> TO DO
Would you reproduce exactly the lines below from the one holding "on the voucher" through the one holding "Relational Store Records", inclusive, and no others?

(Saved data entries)
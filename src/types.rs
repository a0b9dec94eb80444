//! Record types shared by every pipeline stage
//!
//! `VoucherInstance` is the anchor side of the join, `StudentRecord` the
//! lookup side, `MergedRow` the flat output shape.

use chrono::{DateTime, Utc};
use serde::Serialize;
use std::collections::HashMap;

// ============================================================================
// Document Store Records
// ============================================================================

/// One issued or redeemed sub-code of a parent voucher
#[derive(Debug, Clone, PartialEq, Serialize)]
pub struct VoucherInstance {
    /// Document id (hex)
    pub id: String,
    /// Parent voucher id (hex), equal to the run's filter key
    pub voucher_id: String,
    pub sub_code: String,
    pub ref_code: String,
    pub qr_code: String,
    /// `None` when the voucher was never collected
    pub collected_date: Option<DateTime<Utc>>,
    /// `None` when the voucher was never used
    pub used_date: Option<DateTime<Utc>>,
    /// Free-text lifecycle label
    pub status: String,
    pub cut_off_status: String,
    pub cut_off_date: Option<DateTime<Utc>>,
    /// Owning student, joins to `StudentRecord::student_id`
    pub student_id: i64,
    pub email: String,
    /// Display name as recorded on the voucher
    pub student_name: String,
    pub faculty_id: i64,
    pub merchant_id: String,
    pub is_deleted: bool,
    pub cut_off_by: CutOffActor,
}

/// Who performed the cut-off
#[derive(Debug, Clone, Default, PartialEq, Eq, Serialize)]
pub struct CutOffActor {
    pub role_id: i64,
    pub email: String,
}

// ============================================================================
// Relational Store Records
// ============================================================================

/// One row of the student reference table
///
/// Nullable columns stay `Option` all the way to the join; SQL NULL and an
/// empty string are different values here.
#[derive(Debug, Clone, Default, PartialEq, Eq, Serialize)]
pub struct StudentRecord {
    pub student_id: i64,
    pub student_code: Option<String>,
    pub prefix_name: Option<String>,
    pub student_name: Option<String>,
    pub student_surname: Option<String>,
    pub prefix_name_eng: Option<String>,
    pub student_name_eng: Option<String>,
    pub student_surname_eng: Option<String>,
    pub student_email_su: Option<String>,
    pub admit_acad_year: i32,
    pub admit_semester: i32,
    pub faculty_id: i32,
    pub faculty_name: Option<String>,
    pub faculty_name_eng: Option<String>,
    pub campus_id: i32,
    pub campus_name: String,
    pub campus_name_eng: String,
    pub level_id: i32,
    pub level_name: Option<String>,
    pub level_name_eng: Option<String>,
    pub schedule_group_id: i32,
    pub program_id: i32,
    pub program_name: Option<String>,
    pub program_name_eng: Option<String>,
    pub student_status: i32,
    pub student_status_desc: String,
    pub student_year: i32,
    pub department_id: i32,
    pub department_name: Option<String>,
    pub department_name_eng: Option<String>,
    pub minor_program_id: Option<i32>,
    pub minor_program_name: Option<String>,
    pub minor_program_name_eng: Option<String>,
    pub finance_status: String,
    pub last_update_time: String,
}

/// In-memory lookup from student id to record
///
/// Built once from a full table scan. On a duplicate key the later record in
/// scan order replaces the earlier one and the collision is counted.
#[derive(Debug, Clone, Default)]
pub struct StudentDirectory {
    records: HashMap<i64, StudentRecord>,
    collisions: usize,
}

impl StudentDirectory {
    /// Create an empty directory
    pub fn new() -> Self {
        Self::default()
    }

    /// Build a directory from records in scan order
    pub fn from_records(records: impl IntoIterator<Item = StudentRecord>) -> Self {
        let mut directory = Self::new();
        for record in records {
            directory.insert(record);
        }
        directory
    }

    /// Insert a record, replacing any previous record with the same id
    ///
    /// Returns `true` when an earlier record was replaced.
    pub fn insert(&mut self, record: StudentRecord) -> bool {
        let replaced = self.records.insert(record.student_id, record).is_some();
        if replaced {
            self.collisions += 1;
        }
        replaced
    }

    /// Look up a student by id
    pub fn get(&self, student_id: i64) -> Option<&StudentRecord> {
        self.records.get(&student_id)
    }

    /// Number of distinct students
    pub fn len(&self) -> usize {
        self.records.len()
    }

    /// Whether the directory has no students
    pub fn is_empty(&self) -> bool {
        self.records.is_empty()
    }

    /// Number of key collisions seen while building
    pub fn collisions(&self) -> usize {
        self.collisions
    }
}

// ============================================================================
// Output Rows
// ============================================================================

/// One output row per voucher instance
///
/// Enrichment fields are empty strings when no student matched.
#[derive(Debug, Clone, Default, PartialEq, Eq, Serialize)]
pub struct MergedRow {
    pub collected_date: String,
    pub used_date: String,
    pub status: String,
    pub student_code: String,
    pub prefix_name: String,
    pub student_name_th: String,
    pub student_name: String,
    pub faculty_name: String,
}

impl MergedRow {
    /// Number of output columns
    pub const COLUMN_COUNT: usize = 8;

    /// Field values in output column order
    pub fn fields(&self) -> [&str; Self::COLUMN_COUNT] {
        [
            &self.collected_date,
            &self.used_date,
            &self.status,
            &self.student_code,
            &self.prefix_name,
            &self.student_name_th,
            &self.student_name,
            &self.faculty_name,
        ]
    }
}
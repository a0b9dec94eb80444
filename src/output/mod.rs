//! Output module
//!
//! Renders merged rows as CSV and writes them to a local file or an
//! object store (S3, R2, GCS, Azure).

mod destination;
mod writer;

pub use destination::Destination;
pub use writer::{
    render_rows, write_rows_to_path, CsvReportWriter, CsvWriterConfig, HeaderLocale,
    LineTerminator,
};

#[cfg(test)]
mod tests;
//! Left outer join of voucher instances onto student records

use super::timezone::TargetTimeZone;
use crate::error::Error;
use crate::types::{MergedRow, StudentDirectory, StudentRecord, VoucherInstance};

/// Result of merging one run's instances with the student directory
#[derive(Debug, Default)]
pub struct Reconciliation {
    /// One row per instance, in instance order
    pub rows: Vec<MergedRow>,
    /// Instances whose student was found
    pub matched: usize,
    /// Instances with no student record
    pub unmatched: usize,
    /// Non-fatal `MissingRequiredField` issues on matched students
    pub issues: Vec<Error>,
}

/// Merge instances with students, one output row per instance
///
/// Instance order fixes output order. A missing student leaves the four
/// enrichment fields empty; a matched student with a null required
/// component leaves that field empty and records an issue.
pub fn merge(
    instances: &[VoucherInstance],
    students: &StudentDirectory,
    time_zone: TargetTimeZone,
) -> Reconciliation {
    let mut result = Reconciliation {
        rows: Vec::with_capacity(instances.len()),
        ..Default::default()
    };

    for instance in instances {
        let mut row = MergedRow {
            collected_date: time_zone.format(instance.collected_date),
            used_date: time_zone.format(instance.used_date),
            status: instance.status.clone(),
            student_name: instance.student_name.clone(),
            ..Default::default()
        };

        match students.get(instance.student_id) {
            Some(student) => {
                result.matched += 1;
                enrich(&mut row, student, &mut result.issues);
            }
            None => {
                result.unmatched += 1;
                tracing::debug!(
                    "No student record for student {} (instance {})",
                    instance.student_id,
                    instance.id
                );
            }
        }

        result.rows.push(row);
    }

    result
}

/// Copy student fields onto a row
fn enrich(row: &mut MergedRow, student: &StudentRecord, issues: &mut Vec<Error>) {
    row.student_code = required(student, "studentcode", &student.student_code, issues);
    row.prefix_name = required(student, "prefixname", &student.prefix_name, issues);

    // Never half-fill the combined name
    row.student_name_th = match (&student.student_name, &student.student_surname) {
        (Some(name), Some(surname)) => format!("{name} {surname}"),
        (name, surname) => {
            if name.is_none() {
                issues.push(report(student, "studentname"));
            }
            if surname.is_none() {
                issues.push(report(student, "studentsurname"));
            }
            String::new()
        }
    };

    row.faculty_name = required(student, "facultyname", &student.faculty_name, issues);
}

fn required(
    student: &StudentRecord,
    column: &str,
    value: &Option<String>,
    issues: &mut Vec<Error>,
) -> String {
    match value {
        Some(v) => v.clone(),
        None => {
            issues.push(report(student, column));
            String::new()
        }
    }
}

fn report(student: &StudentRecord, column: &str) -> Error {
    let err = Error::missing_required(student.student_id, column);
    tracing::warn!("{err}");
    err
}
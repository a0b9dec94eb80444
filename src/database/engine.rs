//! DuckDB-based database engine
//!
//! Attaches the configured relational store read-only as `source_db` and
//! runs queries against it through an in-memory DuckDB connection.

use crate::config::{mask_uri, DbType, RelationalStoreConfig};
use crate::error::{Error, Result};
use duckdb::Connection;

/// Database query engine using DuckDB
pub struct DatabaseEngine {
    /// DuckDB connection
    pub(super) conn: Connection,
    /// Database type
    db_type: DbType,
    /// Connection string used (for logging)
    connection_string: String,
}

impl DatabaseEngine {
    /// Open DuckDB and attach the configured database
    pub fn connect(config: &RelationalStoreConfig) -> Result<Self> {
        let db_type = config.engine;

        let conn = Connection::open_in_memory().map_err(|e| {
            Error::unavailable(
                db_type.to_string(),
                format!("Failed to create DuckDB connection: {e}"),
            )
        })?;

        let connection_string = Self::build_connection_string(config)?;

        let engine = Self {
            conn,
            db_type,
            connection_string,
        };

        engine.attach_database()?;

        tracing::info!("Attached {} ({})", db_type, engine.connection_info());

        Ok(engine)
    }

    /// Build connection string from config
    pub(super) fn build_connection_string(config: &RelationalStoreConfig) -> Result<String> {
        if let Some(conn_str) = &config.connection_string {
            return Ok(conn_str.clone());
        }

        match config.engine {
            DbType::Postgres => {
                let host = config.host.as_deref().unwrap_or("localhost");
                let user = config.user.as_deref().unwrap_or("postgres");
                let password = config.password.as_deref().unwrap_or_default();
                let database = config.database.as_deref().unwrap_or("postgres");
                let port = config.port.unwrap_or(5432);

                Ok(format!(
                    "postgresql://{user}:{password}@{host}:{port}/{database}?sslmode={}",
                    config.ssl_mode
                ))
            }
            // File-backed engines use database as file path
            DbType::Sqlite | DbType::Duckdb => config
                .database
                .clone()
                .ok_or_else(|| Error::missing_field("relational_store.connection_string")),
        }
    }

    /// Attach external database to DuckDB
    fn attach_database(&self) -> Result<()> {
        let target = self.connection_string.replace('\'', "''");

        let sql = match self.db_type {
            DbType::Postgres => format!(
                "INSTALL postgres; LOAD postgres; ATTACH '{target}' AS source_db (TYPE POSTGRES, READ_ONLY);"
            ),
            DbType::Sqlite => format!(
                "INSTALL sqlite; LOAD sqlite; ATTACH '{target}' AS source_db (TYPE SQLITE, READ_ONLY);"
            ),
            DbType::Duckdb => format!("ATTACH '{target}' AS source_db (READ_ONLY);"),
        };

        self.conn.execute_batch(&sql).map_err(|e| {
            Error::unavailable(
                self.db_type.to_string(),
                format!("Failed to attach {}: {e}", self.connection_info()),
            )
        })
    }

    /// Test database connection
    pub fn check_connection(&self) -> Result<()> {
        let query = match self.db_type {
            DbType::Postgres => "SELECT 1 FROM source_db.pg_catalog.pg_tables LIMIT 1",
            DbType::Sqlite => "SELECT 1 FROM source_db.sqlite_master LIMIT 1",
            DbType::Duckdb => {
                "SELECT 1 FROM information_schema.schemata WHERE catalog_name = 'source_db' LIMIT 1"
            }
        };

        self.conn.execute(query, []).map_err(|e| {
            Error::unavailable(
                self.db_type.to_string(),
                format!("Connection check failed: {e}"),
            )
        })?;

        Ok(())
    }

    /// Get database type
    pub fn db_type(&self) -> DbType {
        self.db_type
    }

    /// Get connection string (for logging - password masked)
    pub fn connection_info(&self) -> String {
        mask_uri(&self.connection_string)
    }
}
--
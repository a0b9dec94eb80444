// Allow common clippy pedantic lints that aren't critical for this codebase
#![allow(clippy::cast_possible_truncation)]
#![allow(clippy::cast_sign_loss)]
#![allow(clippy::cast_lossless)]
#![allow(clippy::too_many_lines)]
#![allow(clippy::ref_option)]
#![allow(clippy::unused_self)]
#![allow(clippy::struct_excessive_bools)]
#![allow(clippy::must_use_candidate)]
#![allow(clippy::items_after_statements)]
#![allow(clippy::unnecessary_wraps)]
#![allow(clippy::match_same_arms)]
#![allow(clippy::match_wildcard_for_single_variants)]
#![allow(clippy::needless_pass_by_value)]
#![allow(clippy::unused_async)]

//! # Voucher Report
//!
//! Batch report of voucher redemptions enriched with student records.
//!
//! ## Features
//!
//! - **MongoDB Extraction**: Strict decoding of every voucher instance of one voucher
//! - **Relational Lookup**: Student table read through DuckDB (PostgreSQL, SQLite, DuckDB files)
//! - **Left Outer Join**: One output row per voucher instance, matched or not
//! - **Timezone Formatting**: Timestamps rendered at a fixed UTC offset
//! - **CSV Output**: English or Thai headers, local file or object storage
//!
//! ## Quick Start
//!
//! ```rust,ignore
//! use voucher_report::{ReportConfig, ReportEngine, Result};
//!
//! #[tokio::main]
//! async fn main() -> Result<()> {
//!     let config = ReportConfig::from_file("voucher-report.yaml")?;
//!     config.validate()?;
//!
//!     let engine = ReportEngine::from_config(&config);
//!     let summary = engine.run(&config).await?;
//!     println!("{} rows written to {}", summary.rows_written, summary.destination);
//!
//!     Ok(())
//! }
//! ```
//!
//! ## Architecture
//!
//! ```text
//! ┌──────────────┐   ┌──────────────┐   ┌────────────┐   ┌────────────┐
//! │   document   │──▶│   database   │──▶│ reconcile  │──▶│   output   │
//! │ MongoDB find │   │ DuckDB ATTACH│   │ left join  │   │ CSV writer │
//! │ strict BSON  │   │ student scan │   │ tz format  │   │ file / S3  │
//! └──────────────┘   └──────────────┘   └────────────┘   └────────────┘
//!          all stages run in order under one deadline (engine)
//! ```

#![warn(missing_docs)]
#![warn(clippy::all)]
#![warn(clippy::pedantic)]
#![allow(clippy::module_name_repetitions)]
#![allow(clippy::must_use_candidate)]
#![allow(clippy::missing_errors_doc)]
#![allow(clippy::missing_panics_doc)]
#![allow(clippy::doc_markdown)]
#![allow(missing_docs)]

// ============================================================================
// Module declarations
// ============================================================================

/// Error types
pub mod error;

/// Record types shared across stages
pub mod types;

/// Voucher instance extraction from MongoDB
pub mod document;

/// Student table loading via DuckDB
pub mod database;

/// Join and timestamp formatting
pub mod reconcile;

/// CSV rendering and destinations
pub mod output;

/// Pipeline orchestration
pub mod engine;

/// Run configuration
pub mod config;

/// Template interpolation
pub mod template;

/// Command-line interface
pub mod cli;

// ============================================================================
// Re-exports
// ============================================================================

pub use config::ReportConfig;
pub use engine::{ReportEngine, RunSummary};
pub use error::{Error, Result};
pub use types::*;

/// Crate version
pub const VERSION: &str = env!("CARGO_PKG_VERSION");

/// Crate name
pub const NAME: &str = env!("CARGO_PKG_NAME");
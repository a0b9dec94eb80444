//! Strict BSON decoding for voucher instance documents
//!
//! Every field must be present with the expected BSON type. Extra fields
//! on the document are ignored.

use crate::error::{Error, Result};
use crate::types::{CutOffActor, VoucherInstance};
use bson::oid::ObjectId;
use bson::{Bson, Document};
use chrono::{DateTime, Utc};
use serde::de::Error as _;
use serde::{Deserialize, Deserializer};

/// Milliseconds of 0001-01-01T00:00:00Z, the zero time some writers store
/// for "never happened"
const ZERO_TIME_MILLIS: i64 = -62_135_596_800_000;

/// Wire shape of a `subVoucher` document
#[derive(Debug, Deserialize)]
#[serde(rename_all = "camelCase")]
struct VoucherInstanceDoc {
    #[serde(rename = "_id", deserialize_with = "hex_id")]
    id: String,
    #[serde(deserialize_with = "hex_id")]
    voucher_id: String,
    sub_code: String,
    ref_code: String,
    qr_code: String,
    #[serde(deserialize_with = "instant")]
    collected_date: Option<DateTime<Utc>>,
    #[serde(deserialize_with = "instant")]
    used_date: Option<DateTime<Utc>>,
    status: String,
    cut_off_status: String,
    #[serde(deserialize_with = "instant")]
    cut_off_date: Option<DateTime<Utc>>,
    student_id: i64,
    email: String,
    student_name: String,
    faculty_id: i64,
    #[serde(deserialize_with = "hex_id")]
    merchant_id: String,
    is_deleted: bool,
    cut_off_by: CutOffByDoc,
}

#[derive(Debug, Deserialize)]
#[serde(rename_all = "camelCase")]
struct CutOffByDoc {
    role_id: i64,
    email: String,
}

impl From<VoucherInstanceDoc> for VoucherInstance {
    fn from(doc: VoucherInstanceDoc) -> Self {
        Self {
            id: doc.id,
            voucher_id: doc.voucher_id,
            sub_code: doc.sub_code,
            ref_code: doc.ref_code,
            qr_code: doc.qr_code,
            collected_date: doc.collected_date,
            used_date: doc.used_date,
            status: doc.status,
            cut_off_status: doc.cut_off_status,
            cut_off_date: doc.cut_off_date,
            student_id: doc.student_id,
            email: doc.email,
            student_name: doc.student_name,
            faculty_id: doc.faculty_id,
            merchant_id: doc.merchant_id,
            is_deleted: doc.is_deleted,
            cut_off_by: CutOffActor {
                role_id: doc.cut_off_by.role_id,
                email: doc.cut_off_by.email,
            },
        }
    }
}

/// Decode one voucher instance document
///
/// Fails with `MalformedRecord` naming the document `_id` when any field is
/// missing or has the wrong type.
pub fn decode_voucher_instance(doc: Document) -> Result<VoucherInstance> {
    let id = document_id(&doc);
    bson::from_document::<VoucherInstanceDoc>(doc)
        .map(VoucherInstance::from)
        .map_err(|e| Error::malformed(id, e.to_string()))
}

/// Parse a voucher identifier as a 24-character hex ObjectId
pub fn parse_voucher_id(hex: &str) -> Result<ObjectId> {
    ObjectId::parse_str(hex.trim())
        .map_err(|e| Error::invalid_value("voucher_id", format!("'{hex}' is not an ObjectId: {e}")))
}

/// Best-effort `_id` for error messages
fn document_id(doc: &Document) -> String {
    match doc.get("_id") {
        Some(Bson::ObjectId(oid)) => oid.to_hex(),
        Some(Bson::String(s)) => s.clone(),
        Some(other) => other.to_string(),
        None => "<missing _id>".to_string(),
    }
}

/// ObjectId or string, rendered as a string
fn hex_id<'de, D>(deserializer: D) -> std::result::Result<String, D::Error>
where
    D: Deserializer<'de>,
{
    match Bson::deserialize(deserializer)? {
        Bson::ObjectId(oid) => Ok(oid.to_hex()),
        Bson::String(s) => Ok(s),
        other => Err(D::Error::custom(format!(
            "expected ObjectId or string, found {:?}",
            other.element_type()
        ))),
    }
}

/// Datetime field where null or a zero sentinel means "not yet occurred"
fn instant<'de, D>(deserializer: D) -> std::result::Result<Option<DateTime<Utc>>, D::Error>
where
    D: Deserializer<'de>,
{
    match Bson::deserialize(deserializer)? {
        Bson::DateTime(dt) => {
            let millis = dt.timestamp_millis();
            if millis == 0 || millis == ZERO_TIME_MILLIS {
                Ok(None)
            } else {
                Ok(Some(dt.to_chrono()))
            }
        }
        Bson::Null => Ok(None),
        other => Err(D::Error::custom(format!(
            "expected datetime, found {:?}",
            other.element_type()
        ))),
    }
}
...
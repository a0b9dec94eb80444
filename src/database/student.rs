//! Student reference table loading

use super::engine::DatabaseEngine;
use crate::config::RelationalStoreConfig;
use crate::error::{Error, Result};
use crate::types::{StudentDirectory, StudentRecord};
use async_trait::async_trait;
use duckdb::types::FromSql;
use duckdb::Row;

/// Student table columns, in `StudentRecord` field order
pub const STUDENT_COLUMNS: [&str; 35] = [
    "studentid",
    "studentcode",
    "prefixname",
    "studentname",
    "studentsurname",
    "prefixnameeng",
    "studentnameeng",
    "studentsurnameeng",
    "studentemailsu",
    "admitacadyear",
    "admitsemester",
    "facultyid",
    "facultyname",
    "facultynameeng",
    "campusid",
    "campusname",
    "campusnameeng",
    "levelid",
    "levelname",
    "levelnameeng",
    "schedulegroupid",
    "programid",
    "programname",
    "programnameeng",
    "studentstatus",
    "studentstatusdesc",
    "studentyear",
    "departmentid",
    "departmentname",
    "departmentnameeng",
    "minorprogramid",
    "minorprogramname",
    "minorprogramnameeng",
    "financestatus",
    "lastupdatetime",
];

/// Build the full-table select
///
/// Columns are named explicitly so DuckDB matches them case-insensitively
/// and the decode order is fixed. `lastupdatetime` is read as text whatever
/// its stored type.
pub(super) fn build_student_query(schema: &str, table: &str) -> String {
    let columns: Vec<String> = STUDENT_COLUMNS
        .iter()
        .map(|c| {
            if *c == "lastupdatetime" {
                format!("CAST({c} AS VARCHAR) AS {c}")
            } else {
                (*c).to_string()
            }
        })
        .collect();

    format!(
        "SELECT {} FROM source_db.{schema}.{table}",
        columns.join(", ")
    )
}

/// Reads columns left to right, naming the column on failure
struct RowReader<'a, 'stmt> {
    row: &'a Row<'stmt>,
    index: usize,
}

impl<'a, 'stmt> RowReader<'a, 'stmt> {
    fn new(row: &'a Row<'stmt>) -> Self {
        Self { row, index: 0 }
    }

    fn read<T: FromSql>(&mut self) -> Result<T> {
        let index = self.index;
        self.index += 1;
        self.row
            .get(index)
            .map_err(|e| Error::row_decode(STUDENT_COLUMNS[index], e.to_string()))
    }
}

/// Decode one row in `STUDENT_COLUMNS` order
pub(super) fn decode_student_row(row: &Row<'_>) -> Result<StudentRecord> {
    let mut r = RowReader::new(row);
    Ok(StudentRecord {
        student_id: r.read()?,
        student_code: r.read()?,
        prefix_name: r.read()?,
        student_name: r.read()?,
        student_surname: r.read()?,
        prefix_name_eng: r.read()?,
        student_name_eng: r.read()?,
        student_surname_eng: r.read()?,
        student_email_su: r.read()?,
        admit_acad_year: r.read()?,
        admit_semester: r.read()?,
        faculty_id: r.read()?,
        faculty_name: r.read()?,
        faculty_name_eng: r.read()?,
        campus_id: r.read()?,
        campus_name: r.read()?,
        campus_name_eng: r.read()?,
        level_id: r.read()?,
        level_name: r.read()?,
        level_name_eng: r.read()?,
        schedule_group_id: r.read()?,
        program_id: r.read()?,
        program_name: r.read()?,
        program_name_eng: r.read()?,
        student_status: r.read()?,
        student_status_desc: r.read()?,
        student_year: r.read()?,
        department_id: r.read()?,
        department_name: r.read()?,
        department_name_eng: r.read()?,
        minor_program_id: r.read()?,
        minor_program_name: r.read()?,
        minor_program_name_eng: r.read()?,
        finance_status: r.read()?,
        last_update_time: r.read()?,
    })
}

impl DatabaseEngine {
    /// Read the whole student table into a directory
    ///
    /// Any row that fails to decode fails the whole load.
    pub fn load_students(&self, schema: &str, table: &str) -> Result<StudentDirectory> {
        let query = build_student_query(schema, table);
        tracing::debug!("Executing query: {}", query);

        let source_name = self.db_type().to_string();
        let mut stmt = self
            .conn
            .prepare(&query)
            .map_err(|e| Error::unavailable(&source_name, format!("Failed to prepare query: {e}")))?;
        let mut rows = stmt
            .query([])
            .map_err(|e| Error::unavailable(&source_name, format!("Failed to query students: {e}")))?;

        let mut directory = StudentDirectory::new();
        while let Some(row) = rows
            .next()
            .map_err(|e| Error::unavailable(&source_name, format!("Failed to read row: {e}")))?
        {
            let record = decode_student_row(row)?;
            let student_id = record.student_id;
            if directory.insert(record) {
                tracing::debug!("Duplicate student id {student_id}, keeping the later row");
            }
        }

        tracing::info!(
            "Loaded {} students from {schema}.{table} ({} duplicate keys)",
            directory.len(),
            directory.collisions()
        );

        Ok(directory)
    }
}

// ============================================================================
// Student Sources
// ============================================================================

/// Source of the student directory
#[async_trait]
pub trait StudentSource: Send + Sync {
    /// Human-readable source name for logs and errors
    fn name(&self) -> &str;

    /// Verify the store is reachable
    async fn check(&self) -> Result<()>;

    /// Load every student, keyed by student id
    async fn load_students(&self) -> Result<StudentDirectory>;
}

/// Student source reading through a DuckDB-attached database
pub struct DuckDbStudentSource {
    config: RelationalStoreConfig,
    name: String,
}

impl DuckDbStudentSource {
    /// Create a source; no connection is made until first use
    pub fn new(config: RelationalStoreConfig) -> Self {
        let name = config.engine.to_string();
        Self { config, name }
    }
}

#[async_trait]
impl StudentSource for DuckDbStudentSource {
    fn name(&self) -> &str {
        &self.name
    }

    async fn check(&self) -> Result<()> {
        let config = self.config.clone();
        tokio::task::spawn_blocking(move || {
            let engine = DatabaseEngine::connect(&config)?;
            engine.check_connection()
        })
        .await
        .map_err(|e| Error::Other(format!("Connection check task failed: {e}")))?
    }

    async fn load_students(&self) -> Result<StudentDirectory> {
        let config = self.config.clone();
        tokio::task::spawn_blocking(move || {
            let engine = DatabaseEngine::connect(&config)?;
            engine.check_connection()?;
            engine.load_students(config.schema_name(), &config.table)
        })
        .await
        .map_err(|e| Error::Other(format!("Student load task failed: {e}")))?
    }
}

> RESPONSE AREA
    /// Display name as recorded on the voucher
    pub student_name: String,
    pub faculty_id: i64,
    pub merchant_id: String,
    pub is_deleted: bool,
    pub cut_off_by: CutOffActor,
}

/// Who performed the cut-off
#[derive(Debug, Clone, Default, PartialEq, Eq, Serialize)]
pub struct CutOffActor {
    pub role_id: i64,
    pub email: String,
}

// ============================================================================
// Relational Store Records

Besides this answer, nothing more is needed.